The content of 5-methylcytosine in sequences of various repetition degree obtained from some mammalian (rat, mouse, cow) DNAs has been studied. The minimal 5-methylcytosine content - about 0.8 mol% - is characteristic of unique DNA sequences of all DNAs studied; the maximal 5-methylcytosine content, usually exceeding 2 mol%, is found in most highly repeated sequences. The 5-methylcytosine content in low repetitive (10--1000-fold) sequences, which are known to contain genes for rRNA, tRNA and histones, is markedly higher than in unique sequences. In total DNAs of vertebrates, as well as in mammalian DNA fractions, 5-methylcytosine occurs at almost the same frequency as does dinucleotide (5')-CG-(3').

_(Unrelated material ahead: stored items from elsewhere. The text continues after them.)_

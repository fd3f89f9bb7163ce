//! Order and line-item entities.

use serde::{Deserialize, Serialize};
use validator::Validate;

use crate::status::{LineItemStatus, OrderStatus};
use crate::types::{CustomerId, OrderId, ProductId, Timestamp};

/// A single item within an order.
///
/// Items in one order are fulfilled independently; the per-item status is
/// what drives the order-complete correlation scenario.
#[derive(Debug, Clone, Serialize, Deserialize, Validate)]
pub struct LineItem {
    pub product_id: ProductId,
    #[validate(range(min = 1))]
    pub quantity: u32,
    #[validate(range(min = 0.0))]
    pub unit_price: f64,
    #[serde(default = "default_item_status")]
    pub status: LineItemStatus,
    #[serde(default)]
    pub shipped_at: Option<Timestamp>,
}

fn default_item_status() -> LineItemStatus {
    LineItemStatus::Pending
}

/// A customer purchase, composed of independently-fulfilled line items.
#[derive(Debug, Clone, Serialize, Deserialize, Validate)]
pub struct Order {
    pub id: OrderId,
    pub customer_id: CustomerId,
    #[serde(default = "default_order_status")]
    pub status: OrderStatus,
    #[serde(default)]
    #[validate(nested)]
    pub line_items: Vec<LineItem>,
    #[validate(range(min = 0.0))]
    pub total_amount: f64,
    #[serde(default = "chrono::Utc::now")]
    pub created_at: Timestamp,
    #[serde(default)]
    pub updated_at: Option<Timestamp>,
}

fn default_order_status() -> OrderStatus {
    OrderStatus::Pending
}

impl Order {
    /// True when every line item has reached a terminal fulfilment state.
    ///
    /// An empty order is never considered complete.
    pub fn all_items_shipped_or_delivered(&self) -> bool {
        !self.line_items.is_empty()
            && self.line_items.iter().all(|item| item.status.is_terminal())
    }

    /// Count items that have not reached a terminal state yet.
    pub fn pending_items_count(&self) -> usize {
        self.line_items
            .iter()
            .filter(|item| !item.status.is_terminal())
            .count()
    }

    /// Line item for a specific product, if the order contains it.
    pub fn line_item(&self, product_id: &str) -> Option<&LineItem> {
        self.line_items
            .iter()
            .find(|item| item.product_id == product_id)
    }
}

This suggests that a greater part (if not all) of 5-methylcytosine in mammalian DNAs is a product of DNA methylases which recognize the (5')-CG-(3') DNA sequence. In cows the 5-methylcytosine content in reiterated DNA sequences decreases in thymus and heart with age and in lymphocytes on chronic lympholeukosis. The methylation degree of reiterated sequences increases in rat liver DNA after administration of hydrocortisone. On the contrary, in all cases the extent of methylation of unique sequences hardly ever changes, which seems to result from nearly complete methylation of cytosine residues in sequence (5')-CG-(3'). Specific changes observed in tissue on methylation of reiterated DNA sequences on aging, leukosis and hormone treatment support the idea that DNA methylation is associated with cellular differentiation or transformation and may be one of the possible mechanisms for regulation of transcription and replication in eukaryotes.